Le immagini raccolte dall’aereo Eagle 1 di Frontex mostrerebbero inoltre un uomo in tuta militare e travisato mentre, dopo il trasbordo di alcuni migranti, fa un gesto con il pollice rivolto agli attivisti presenti a bordo del gommone di soccorso. Per gli inquirenti, la sequenza avrebbe elementi che fanno ipotizzare un appuntamento organizzato in mare e non un incontro casuale. Le fotografie pubblicate in esclusiva dal quotidiano Il Giornale sono state inserite nel quadro dell’attività investigativa della procura di Brindisi.

L’indagine sulla Sea Watch 5 e il ruolo della procura

L’inchiesta riguarda la nave Ong Sea Watch 5 e in particolare il comandante Anne Van Damme, sulla quale pesa l’ipotesi di favoreggiamento dell’immigrazione illegale. Al centro degli accertamenti ci sono le modalità del trasbordo dei migranti e il rapporto tra la nave di soccorso e il gommone intercettato nel Mediterraneo. Le autorità stanno esaminando le immagini e gli elementi raccolti durante il monitoraggio effettuato dal velivolo di sorveglianza.

Il materiale fotografico e video acquisito durante il controllo aereo di Frontex rappresenta il punto principale dell’attenzione investigativa.

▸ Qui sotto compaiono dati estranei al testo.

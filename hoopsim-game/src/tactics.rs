//! Team tactical configuration, validated once per game and read-only afterwards.
use serde::{Deserialize, Serialize};
use std::collections::{BTreeMap, HashSet};
use std::fmt;
use std::str::FromStr;

use crate::constants::{
    MAX_SCORING_OPTIONS, PACE_FAST_SECONDS, PACE_SLOW_SECONDS, PACE_STANDARD_SECONDS,
    PLAYERS_ON_COURT, SCORING_OPTION_SHARES, STAMINA_COST_FAST, STAMINA_COST_SLOW,
    STAMINA_COST_STANDARD, TOTAL_TEAM_MINUTES, TURNOVER_PACE_FAST, TURNOVER_PACE_SLOW,
};
use crate::endgame::EndGameMode;
use crate::error::ConfigError;
use crate::numbers::usize_to_f64;
use crate::player::Player;
use crate::team::Team;

const MAX_PLAYER_MINUTES: u16 = 48;
const DEFAULT_ROTATION_MINUTES: [u16; 10] = [34, 34, 32, 32, 30, 20, 18, 16, 14, 10];

#[derive(Debug, Clone, Copy, PartialEq, Eq, Hash, Serialize, Deserialize, Default)]
#[serde(rename_all = "snake_case")]
pub enum Pace {
    Slow,
    #[default]
    Standard,
    Fast,
}

impl Pace {
    #[must_use]
    pub const fn as_str(self) -> &'static str {
        match self {
            Self::Slow => "slow",
            Self::Standard => "standard",
            Self::Fast => "fast",
        }
    }

    /// Typical half-court possession length in seconds.
    #[must_use]
    pub const fn possession_seconds(self) -> f64 {
        match self {
            Self::Slow => PACE_SLOW_SECONDS,
            Self::Standard => PACE_STANDARD_SECONDS,
            Self::Fast => PACE_FAST_SECONDS,
        }
    }

    /// Per-possession stamina cost before the scoring-option surcharge.
    #[must_use]
    pub const fn stamina_cost(self) -> f64 {
        match self {
            Self::Slow => STAMINA_COST_SLOW,
            Self::Standard => STAMINA_COST_STANDARD,
            Self::Fast => STAMINA_COST_FAST,
        }
    }

    #[must_use]
    pub const fn turnover_adjustment(self) -> f64 {
        match self {
            Self::Slow => TURNOVER_PACE_SLOW,
            Self::Standard => 0.0,
            Self::Fast => TURNOVER_PACE_FAST,
        }
    }
}

impl fmt::Display for Pace {
    fn fmt(&self, f: &mut fmt::Formatter<'_>) -> fmt::Result {
        f.write_str(self.as_str())
    }
}

impl FromStr for Pace {
    type Err = ConfigError;

    fn from_str(s: &str) -> Result<Self, Self::Err> {
        match s {
            "slow" => Ok(Self::Slow),
            "standard" => Ok(Self::Standard),
            "fast" => Ok(Self::Fast),
            _ => Err(ConfigError::UnknownVariant {
                field: "pace",
                value: s.to_string(),
            }),
        }
    }
}

#[derive(Debug, Clone, Copy, PartialEq, Eq, Hash, Serialize, Deserialize, Default)]
#[serde(rename_all = "snake_case")]
pub enum ReboundStrategy {
    CrashGlass,
    #[default]
    Standard,
    PreventTransition,
}

impl ReboundStrategy {
    #[must_use]
    pub const fn as_str(self) -> &'static str {
        match self {
            Self::CrashGlass => "crash_glass",
            Self::Standard => "standard",
            Self::PreventTransition => "prevent_transition",
        }
    }

    /// Players sent to the glass when this team is on offense.
    #[must_use]
    pub const fn offensive_rebounders(self) -> usize {
        match self {
            Self::CrashGlass => 5,
            Self::Standard => 2,
            Self::PreventTransition => 1,
        }
    }

    /// Players boxing out when this team is on defense.
    #[must_use]
    pub const fn defensive_rebounders(self) -> usize {
        match self {
            Self::CrashGlass => 2,
            Self::Standard => 3,
            Self::PreventTransition => 4,
        }
    }
}

impl fmt::Display for ReboundStrategy {
    fn fmt(&self, f: &mut fmt::Formatter<'_>) -> fmt::Result {
        f.write_str(self.as_str())
    }
}

impl FromStr for ReboundStrategy {
    type Err = ConfigError;

    fn from_str(s: &str) -> Result<Self, Self::Err> {
        match s {
            "crash_glass" => Ok(Self::CrashGlass),
            "standard" => Ok(Self::Standard),
            "prevent_transition" => Ok(Self::PreventTransition),
            _ => Err(ConfigError::UnknownVariant {
                field: "rebounding_strategy",
                value: s.to_string(),
            }),
        }
    }
}

#[derive(Debug, Clone, Copy, PartialEq, Eq, Hash, Serialize, Deserialize, Default)]
#[serde(rename_all = "snake_case")]
pub enum TimeoutStrategy {
    Aggressive,
    #[default]
    Standard,
    Conservative,
}

impl TimeoutStrategy {
    #[must_use]
    pub const fn as_str(self) -> &'static str {
        match self {
            Self::Aggressive => "aggressive",
            Self::Standard => "standard",
            Self::Conservative => "conservative",
        }
    }
}

impl FromStr for TimeoutStrategy {
    type Err = ConfigError;

    fn from_str(s: &str) -> Result<Self, Self::Err> {
        match s {
            "aggressive" => Ok(Self::Aggressive),
            "standard" => Ok(Self::Standard),
            "conservative" => Ok(Self::Conservative),
            _ => Err(ConfigError::UnknownVariant {
                field: "timeout_strategy",
                value: s.to_string(),
            }),
        }
    }
}

/// Defensive scheme rolled per possession from the man-defense percentage.
#[derive(Debug, Clone, Copy, PartialEq, Eq, Hash, Serialize, Deserialize)]
#[serde(rename_all = "snake_case")]
pub enum DefenseScheme {
    Man,
    Zone,
}

/// Coaching configuration for one team.
#[derive(Debug, Clone, PartialEq, Serialize, Deserialize)]
pub struct TacticalSettings {
    #[serde(default)]
    pub pace: Pace,
    #[serde(default = "TacticalSettings::default_man_defense_pct")]
    pub man_defense_pct: u8,
    /// Up to three names, primary option first.
    #[serde(default)]
    pub scoring_options: Vec<String>,
    /// Minutes per player; must total 240.
    #[serde(default)]
    pub minutes_allotment: BTreeMap<String, u16>,
    #[serde(default)]
    pub rebounding_strategy: ReboundStrategy,
    #[serde(default)]
    pub timeout_strategy: TimeoutStrategy,
    /// Enabled end-game modes in precedence order.
    #[serde(default = "EndGameMode::default_priority")]
    pub end_game_priority: Vec<EndGameMode>,
}

impl TacticalSettings {
    const fn default_man_defense_pct() -> u8 {
        100
    }

    /// Standard tactics with a ten-deep rotation following roster order.
    ///
    /// The first five players start; extra minutes from short rosters are
    /// spread across the starters.
    #[must_use]
    pub fn with_default_rotation(team: &Team) -> Self {
        let mut minutes: Vec<u16> = team
            .roster
            .iter()
            .enumerate()
            .map(|(idx, _)| DEFAULT_ROTATION_MINUTES.get(idx).copied().unwrap_or(0))
            .collect();
        let starters = minutes.len().min(PLAYERS_ON_COURT);
        let mut total: u32 = minutes.iter().map(|m| u32::from(*m)).sum();
        let mut slot = 0;
        while total < TOTAL_TEAM_MINUTES && starters > 0 {
            if minutes[slot] < MAX_PLAYER_MINUTES {
                minutes[slot] += 1;
                total += 1;
            }
            slot = (slot + 1) % starters;
        }
        let minutes_allotment = team
            .roster
            .iter()
            .zip(minutes)
            .map(|(player, mins)| (player.name.clone(), mins))
            .collect();
        Self {
            pace: Pace::Standard,
            man_defense_pct: Self::default_man_defense_pct(),
            scoring_options: Vec::new(),
            minutes_allotment,
            rebounding_strategy: ReboundStrategy::Standard,
            timeout_strategy: TimeoutStrategy::Standard,
            end_game_priority: EndGameMode::default_priority(),
        }
    }

    /// Validate the settings against the roster they will coach.
    ///
    /// # Errors
    ///
    /// Returns `ConfigError` when any field violates its documented bounds.
    pub fn validate(&self, team: &Team) -> Result<(), ConfigError> {
        if self.man_defense_pct > 100 {
            return Err(ConfigError::ManDefenseRange {
                value: self.man_defense_pct,
            });
        }
        self.validate_scoring_options(team)?;
        self.validate_minutes(team)?;
        let mut seen = HashSet::new();
        for mode in &self.end_game_priority {
            if !seen.insert(*mode) {
                return Err(ConfigError::DuplicateEndGameMode {
                    mode: mode.as_str(),
                });
            }
        }
        Ok(())
    }

    fn validate_scoring_options(&self, team: &Team) -> Result<(), ConfigError> {
        if self.scoring_options.len() > MAX_SCORING_OPTIONS {
            return Err(ConfigError::TooManyScoringOptions {
                max: MAX_SCORING_OPTIONS,
                found: self.scoring_options.len(),
            });
        }
        for name in &self.scoring_options {
            if team.player(name).is_none() {
                return Err(ConfigError::UnknownPlayer {
                    team: team.name.clone(),
                    player: name.clone(),
                    field: "scoring_options",
                });
            }
        }
        Ok(())
    }

    fn validate_minutes(&self, team: &Team) -> Result<(), ConfigError> {
        let mut total: u32 = 0;
        for (name, minutes) in &self.minutes_allotment {
            if team.player(name).is_none() {
                return Err(ConfigError::UnknownPlayer {
                    team: team.name.clone(),
                    player: name.clone(),
                    field: "minutes_allotment",
                });
            }
            if *minutes > MAX_PLAYER_MINUTES {
                return Err(ConfigError::MinutesPerPlayer {
                    team: team.name.clone(),
                    player: name.clone(),
                    minutes: *minutes,
                });
            }
            total += u32::from(*minutes);
        }
        if total != TOTAL_TEAM_MINUTES {
            return Err(ConfigError::MinutesTotal {
                team: team.name.clone(),
                total,
                expected: TOTAL_TEAM_MINUTES,
            });
        }
        let rotation = self.minutes_allotment.values().filter(|m| **m > 0).count();
        if rotation < PLAYERS_ON_COURT {
            return Err(ConfigError::RotationTooShort {
                team: team.name.clone(),
                found: rotation,
            });
        }
        Ok(())
    }

    #[must_use]
    pub fn minutes_for(&self, name: &str) -> u16 {
        self.minutes_allotment.get(name).copied().unwrap_or(0)
    }

    /// Fraction of possessions played in zone.
    #[must_use]
    pub fn zone_share(&self) -> f64 {
        f64::from(100 - self.man_defense_pct.min(100)) / 100.0
    }

    /// Zero-based scoring-option rank, if the player is one.
    #[must_use]
    pub fn scoring_option_rank(&self, name: &str) -> Option<usize> {
        self.scoring_options.iter().position(|option| option == name)
    }

    #[must_use]
    pub fn is_scoring_option(&self, name: &str) -> bool {
        self.scoring_option_rank(name).is_some()
    }

    /// Usage share for each player in `lineup`, summing to 1.
    ///
    /// Options on the floor take 30/20/15%; everyone else splits the rest
    /// evenly. An option sitting on the bench leaves his share to the others.
    #[must_use]
    pub fn usage_shares(&self, lineup: &[Player]) -> Vec<f64> {
        let option_share = |player: &Player| {
            self.scoring_option_rank(&player.name)
                .map(|rank| SCORING_OPTION_SHARES[rank])
        };
        let claimed: f64 = lineup.iter().filter_map(option_share).sum();
        let others = lineup
            .iter()
            .filter(|player| option_share(player).is_none())
            .count();
        if others == 0 {
            let count = usize_to_f64(lineup.len()).max(1.0);
            return lineup
                .iter()
                .map(|player| option_share(player).map_or(1.0 / count, |share| share / claimed))
                .collect();
        }
        let remainder = (1.0 - claimed).max(0.0) / usize_to_f64(others);
        lineup
            .iter()
            .map(|player| option_share(player).unwrap_or(remainder))
            .collect()
    }
}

Le immagini mostrano la presenza della Sea Watch 5 e del gommone con i migranti nello stesso momento e nella stessa area del mare, mentre gli inquirenti valutano il comportamento delle persone coinvolte. Il caso resta legato agli accertamenti sulla gestione del soccorso e sulle circostanze che hanno preceduto e seguito il trasbordo.

Le immagini diffuse e il confronto sul caso Sea Watch

La pubblicazione delle fotografie ha riportato il caso Sea Watch 5 al centro del dibattito sul ruolo delle navi Ong nelle operazioni di soccorso nel Mediterraneo. Gli scatti diffusi mostrano una fase dell’intervento in mare e sono stati presentati come materiale collegato all’indagine della procura di Brindisi. Il contenuto delle immagini viene ora analizzato nell’ambito degli accertamenti avviati sul comandante della nave.

Il servizio dedicato alla vicenda ha evidenziato il sospetto degli inquirenti su quello che viene descritto come un possibile incontro organizzato tra il gommone e la nave Sea Watch 5. Le immagini registrate dall’aereo di Frontex, insieme alle fotografie pubblicate, costituiscono gli elementi attraverso cui viene ricostruita la dinamica del trasbordo dei migranti avvenuto in mezzo al Mediterraneo.